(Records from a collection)
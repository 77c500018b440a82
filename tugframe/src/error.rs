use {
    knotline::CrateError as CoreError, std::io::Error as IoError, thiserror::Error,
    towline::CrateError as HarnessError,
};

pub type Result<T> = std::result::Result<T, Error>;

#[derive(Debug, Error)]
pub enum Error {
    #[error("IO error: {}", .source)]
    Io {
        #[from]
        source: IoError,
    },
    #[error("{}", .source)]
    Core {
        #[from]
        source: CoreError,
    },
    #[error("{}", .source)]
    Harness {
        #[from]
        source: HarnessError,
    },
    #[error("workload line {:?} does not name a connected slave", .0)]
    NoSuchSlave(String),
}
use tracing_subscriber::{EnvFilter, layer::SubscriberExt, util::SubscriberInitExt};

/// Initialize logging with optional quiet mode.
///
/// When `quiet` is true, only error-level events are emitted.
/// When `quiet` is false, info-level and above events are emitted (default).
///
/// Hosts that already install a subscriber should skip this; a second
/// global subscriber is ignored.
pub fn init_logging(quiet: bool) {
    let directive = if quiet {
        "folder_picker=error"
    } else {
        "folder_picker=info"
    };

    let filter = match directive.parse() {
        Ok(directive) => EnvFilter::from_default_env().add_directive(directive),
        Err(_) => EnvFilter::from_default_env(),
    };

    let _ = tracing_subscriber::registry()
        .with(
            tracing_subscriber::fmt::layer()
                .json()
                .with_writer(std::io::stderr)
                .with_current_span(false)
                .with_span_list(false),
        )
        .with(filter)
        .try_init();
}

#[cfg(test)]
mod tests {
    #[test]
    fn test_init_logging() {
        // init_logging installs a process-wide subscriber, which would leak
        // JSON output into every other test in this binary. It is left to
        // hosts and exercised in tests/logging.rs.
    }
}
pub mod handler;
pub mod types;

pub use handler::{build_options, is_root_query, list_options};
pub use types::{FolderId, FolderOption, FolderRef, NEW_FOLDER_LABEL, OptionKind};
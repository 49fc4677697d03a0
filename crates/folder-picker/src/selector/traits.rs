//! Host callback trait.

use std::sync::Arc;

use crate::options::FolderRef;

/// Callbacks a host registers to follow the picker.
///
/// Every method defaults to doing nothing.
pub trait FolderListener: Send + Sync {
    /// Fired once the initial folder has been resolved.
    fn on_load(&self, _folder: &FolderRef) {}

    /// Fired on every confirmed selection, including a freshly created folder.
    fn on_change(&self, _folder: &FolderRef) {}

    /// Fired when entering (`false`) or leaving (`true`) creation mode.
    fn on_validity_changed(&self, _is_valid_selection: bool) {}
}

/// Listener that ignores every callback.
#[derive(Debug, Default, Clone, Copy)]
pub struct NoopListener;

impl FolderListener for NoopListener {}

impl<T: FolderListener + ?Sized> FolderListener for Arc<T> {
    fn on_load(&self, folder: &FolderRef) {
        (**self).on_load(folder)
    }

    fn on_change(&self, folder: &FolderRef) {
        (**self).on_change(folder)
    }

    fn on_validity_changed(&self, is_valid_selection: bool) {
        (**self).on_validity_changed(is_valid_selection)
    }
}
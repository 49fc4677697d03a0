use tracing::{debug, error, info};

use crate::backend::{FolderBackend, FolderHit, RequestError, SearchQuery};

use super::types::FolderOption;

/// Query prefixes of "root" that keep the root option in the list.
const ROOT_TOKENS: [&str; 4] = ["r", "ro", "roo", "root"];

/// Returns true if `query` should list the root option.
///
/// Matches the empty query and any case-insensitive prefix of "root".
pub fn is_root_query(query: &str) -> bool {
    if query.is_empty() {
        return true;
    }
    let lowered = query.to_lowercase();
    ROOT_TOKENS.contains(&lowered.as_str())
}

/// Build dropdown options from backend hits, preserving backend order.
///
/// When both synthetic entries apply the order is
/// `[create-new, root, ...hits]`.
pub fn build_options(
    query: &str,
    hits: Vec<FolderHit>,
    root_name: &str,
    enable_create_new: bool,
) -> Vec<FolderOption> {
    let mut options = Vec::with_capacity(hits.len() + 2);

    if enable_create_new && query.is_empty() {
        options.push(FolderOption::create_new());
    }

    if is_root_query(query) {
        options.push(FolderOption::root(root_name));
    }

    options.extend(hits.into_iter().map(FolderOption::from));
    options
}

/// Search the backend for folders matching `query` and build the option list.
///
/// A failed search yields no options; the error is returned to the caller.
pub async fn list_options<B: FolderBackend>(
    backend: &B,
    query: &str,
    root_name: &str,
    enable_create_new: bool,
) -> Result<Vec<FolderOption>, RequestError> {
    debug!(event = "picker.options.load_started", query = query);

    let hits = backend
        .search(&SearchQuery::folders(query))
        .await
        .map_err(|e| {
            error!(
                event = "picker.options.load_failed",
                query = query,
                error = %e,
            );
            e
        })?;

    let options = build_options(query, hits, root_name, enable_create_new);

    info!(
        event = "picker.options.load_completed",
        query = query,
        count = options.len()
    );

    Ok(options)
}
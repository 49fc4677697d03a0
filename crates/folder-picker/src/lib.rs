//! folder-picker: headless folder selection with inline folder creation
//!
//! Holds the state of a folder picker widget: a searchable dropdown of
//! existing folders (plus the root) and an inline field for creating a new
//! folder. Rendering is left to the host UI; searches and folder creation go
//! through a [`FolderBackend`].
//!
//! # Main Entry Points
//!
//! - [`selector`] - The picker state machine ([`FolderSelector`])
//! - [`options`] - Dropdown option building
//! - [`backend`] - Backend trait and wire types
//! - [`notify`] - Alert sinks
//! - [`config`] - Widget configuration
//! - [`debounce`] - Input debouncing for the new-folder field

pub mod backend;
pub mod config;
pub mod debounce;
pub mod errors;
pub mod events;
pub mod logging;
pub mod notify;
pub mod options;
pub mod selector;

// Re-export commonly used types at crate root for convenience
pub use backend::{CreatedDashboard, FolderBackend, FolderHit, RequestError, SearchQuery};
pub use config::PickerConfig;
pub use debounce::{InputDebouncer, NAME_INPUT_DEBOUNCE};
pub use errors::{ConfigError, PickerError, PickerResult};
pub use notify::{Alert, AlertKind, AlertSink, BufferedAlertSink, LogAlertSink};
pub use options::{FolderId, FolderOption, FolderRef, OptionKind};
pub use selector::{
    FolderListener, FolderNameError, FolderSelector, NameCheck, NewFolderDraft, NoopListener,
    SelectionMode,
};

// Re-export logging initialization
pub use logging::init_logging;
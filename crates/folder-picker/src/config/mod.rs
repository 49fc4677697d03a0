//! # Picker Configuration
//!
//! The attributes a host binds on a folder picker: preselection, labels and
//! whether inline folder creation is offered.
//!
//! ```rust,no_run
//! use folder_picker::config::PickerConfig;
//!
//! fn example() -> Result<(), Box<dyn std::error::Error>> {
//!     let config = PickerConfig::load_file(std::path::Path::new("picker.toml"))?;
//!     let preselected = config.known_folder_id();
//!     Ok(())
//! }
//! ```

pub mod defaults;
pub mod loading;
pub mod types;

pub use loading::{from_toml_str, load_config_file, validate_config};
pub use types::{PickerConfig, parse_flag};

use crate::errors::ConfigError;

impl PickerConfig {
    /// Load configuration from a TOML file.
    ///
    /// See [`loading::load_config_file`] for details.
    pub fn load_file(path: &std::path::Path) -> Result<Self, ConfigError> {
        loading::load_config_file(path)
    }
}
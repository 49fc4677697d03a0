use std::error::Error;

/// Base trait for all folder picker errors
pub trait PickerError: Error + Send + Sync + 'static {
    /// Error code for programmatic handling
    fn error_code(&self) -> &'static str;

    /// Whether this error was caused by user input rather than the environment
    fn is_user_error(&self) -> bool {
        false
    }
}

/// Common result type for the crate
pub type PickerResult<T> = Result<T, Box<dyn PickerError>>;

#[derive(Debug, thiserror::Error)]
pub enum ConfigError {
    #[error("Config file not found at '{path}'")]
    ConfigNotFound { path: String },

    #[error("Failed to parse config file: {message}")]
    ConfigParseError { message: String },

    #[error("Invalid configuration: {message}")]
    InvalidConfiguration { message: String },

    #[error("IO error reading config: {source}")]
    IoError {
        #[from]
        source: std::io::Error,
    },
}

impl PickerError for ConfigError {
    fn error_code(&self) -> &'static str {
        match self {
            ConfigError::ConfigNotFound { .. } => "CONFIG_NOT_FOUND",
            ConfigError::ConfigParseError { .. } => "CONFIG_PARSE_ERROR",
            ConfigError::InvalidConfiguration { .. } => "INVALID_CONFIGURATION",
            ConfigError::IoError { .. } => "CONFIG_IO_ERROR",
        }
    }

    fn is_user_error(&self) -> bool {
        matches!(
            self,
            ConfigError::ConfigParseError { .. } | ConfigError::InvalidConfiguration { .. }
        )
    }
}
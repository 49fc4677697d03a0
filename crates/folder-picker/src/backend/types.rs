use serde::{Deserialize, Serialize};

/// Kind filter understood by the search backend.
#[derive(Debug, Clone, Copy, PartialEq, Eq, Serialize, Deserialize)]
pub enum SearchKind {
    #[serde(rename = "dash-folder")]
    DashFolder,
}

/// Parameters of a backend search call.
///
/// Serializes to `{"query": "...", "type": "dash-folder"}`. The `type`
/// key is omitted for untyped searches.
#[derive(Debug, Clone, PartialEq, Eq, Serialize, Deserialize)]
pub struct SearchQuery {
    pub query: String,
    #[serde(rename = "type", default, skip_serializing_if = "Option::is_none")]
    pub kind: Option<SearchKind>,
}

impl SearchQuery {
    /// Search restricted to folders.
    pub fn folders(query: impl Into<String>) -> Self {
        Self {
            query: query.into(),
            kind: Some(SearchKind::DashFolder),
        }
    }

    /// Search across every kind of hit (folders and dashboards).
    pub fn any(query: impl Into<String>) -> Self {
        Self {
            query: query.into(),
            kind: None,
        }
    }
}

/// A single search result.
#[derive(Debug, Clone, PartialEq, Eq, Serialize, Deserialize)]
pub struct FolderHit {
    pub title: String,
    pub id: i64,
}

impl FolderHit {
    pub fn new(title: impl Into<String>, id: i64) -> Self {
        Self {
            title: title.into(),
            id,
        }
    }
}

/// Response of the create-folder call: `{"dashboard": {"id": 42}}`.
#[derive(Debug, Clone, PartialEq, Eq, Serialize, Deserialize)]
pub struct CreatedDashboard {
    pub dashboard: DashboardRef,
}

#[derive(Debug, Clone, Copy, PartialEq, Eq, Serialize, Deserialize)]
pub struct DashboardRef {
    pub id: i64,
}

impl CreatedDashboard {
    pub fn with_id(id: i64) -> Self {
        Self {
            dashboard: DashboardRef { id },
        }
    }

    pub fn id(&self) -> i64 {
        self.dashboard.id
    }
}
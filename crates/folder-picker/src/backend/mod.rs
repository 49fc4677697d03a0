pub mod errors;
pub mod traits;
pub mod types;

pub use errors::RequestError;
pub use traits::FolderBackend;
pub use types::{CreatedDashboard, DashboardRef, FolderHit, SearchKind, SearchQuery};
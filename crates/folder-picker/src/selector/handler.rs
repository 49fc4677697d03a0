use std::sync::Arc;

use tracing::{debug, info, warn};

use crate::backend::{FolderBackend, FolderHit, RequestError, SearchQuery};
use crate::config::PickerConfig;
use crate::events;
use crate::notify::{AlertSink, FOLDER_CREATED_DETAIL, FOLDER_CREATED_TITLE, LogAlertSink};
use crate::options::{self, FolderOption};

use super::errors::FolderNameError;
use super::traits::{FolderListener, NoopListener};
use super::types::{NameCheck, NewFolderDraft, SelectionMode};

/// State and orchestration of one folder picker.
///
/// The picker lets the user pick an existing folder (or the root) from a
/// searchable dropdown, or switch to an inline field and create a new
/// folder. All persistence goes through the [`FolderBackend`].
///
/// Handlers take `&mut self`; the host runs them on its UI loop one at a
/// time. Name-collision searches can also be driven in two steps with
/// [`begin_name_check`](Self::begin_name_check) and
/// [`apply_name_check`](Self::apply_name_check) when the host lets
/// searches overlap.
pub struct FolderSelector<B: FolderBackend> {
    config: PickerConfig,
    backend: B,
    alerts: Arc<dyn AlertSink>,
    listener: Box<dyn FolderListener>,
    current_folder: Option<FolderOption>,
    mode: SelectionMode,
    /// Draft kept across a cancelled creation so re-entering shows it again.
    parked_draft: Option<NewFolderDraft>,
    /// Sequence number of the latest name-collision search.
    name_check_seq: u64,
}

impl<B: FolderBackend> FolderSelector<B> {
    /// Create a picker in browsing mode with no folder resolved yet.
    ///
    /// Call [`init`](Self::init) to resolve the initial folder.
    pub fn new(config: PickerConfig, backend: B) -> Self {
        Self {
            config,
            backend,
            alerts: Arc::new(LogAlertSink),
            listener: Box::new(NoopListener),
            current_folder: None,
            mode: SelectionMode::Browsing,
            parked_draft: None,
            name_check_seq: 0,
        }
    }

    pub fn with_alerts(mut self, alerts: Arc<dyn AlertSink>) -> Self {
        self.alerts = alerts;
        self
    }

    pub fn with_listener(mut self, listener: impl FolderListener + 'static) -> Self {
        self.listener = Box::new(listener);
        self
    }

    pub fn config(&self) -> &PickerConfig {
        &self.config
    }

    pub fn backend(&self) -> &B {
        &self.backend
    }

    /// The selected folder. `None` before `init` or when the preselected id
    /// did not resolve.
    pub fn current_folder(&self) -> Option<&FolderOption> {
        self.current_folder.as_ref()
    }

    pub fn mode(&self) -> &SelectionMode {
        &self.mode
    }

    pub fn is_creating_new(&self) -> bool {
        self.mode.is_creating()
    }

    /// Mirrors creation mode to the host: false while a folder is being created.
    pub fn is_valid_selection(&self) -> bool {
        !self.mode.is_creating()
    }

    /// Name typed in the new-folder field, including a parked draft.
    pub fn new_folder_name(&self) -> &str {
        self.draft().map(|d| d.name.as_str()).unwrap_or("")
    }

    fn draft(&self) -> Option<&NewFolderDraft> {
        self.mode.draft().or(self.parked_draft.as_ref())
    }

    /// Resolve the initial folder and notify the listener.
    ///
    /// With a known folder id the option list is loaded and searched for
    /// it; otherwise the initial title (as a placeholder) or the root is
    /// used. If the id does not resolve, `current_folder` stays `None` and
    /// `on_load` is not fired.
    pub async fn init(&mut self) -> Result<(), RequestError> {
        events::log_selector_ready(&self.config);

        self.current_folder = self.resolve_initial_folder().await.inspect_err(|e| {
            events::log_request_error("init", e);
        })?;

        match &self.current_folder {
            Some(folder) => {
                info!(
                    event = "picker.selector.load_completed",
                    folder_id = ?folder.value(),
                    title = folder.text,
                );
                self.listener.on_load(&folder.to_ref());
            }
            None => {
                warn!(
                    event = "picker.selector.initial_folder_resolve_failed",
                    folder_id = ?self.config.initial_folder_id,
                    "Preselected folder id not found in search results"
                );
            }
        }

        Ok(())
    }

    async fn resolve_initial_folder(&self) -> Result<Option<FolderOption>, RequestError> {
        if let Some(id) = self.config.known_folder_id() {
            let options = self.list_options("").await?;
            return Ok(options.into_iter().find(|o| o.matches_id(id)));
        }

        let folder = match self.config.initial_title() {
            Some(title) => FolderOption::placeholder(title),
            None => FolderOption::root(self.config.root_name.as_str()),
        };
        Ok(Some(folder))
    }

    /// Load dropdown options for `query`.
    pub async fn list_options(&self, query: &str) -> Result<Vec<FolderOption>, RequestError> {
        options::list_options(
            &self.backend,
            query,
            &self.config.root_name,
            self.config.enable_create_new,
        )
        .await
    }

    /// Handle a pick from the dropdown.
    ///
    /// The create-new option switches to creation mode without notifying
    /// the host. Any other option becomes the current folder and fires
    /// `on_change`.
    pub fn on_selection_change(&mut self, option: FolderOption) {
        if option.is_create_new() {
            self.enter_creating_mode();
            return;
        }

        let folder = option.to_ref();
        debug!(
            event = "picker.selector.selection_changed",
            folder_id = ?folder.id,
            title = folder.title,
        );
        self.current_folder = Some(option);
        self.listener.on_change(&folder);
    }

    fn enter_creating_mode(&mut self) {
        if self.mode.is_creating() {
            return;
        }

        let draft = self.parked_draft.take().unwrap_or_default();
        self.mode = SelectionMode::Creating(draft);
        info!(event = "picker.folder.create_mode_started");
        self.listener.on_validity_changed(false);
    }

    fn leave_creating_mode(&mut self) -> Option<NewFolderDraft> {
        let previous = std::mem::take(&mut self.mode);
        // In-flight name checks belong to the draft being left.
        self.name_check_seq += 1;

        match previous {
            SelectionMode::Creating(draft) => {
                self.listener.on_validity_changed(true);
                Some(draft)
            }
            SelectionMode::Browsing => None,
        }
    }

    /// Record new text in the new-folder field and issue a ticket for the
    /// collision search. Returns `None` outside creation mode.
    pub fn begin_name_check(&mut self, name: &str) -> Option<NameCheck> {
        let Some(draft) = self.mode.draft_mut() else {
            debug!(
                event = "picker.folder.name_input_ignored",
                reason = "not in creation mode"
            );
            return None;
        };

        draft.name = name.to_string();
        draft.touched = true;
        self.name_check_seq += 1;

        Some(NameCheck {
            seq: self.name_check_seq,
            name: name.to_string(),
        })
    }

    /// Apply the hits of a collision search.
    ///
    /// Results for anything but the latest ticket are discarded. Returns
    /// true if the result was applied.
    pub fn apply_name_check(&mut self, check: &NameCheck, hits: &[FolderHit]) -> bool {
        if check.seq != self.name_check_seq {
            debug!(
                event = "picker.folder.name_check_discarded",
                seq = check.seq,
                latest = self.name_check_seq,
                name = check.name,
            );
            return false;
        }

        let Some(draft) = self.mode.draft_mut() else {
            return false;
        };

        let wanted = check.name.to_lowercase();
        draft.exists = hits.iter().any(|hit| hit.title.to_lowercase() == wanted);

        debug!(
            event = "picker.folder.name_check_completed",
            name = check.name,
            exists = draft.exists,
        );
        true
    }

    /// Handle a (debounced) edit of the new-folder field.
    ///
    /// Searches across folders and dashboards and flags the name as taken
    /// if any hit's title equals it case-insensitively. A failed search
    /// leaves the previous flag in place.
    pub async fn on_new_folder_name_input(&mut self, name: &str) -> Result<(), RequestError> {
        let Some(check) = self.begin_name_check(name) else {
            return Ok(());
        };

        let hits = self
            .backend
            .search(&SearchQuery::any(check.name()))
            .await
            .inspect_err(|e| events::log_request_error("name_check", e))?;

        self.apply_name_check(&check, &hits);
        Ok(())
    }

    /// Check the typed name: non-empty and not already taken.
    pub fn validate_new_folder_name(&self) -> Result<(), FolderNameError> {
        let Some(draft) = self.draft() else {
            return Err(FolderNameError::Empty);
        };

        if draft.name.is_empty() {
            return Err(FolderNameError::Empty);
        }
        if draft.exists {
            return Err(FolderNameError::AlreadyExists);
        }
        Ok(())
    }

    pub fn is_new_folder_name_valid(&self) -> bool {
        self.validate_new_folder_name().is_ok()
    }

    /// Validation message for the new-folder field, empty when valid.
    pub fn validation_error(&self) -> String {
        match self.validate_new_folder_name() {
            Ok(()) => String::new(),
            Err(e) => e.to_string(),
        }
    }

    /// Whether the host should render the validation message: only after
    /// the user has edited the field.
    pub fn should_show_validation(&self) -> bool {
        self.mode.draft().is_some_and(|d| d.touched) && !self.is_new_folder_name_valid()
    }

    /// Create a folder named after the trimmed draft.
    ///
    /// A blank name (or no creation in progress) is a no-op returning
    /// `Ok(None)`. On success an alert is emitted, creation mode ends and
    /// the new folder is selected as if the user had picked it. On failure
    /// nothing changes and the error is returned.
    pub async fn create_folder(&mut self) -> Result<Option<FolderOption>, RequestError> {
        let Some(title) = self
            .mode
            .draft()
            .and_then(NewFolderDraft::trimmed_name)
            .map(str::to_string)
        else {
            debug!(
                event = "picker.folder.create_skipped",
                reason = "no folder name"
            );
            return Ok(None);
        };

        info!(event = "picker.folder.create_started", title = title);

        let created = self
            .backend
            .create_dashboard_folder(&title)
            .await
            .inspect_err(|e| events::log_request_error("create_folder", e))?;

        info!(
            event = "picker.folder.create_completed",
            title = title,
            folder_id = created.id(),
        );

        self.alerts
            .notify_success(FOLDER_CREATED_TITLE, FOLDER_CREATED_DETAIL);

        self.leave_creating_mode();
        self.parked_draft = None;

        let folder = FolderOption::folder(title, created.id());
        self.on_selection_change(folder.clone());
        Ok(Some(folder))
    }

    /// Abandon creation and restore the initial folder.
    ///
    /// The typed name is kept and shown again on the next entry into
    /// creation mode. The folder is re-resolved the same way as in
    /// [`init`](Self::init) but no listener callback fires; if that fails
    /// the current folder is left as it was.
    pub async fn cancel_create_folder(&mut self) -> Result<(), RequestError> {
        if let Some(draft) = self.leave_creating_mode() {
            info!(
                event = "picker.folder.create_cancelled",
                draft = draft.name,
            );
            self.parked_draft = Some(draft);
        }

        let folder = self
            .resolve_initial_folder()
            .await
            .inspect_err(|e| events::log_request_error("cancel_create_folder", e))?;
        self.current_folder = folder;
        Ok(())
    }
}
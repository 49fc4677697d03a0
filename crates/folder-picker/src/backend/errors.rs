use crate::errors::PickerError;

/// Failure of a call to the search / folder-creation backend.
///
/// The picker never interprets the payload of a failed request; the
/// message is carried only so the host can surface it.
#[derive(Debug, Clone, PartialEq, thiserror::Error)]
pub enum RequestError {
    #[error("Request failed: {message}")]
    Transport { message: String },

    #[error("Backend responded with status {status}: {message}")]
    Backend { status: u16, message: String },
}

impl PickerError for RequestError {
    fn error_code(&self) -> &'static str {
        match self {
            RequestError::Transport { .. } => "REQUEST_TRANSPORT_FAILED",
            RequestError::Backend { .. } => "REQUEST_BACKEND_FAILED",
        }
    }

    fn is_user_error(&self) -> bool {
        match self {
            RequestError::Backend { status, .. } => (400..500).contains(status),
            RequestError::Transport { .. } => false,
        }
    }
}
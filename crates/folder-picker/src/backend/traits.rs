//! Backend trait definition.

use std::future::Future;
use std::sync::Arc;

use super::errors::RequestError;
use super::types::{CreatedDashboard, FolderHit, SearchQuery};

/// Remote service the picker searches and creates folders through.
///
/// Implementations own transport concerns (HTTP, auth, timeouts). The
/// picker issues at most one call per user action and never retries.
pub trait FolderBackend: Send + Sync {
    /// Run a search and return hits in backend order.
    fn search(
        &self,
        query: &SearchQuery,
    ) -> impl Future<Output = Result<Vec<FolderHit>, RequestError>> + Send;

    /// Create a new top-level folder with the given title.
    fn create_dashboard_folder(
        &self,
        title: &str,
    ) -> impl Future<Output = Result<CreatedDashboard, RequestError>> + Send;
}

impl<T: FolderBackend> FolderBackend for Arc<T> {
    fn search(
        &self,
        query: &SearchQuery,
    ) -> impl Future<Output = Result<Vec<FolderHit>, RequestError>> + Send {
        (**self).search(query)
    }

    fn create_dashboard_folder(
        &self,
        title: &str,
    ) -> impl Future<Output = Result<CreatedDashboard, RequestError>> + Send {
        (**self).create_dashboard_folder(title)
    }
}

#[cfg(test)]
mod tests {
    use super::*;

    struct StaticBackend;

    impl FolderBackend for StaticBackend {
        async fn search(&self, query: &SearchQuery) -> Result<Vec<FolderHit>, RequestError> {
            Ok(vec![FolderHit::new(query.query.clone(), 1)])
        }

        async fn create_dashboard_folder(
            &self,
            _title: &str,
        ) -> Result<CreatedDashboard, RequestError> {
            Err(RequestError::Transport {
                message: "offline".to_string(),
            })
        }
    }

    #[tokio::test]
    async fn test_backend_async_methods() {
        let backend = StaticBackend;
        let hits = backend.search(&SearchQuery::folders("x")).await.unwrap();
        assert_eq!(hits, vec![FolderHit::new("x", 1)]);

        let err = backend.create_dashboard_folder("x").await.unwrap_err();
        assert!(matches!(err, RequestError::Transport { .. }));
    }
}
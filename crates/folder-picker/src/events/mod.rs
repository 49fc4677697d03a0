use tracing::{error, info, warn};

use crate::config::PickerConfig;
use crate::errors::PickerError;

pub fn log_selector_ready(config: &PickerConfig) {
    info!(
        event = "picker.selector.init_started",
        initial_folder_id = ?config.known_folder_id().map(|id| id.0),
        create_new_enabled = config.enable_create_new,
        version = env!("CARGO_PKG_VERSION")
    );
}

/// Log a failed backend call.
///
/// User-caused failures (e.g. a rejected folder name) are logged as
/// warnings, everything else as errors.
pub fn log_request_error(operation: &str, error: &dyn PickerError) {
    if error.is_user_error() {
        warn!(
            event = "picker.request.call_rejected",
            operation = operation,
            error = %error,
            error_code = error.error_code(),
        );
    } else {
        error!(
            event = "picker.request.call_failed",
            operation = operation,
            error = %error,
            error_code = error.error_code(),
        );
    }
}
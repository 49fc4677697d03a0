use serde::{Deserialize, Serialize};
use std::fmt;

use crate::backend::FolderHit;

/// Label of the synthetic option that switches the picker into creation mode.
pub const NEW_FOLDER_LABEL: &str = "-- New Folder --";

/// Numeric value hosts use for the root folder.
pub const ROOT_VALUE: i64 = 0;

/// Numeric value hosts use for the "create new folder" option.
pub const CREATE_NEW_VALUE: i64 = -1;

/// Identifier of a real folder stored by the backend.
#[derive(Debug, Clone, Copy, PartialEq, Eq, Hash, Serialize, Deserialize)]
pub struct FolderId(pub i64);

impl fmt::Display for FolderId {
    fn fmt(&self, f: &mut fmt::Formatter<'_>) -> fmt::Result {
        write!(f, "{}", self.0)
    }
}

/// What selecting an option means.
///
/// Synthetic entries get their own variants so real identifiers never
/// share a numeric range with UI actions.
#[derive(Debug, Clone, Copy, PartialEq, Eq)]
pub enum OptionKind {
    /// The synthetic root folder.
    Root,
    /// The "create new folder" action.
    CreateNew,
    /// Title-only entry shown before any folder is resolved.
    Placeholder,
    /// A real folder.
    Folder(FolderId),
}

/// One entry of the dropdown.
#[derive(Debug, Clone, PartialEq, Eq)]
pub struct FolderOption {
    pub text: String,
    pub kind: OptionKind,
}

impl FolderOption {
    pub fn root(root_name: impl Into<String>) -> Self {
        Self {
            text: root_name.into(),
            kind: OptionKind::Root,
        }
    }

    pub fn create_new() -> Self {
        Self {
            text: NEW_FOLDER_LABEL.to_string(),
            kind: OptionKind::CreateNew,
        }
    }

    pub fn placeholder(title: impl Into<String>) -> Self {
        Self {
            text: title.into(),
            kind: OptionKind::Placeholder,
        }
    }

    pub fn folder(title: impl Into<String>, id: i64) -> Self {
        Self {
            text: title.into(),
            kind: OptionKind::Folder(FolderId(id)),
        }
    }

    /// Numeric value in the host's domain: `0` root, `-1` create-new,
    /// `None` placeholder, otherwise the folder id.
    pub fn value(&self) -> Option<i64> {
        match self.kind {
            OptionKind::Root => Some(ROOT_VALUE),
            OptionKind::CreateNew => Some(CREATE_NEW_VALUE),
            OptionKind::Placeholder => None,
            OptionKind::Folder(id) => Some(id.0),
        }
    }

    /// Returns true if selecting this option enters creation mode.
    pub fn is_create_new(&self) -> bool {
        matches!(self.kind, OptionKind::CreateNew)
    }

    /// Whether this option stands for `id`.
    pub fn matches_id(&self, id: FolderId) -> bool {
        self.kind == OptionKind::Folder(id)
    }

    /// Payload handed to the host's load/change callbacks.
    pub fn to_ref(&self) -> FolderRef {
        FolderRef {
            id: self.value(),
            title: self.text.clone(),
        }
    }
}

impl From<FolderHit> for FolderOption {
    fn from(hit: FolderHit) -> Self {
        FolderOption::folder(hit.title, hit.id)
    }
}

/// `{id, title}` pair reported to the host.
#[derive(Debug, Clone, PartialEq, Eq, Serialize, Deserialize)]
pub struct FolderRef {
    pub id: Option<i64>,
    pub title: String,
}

**Task objective:** With the first line being the one containing "in the list." and the last line the one containing "let lowered = query.to_lowercase();", transcribe exactly the lines above that fall in that range.

**Output for this exercise:**
/// Query prefixes of "root" that keep the root option in the list.
const ROOT_TOKENS: [&str; 4] = ["r", "ro", "roo", "root"];

/// Returns true if `query` should list the root option.
///
/// Matches the empty query and any case-insensitive prefix of "root".
pub fn is_root_query(query: &str) -> bool {
    if query.is_empty() {
        return true;
    }
    let lowered = query.to_lowercase();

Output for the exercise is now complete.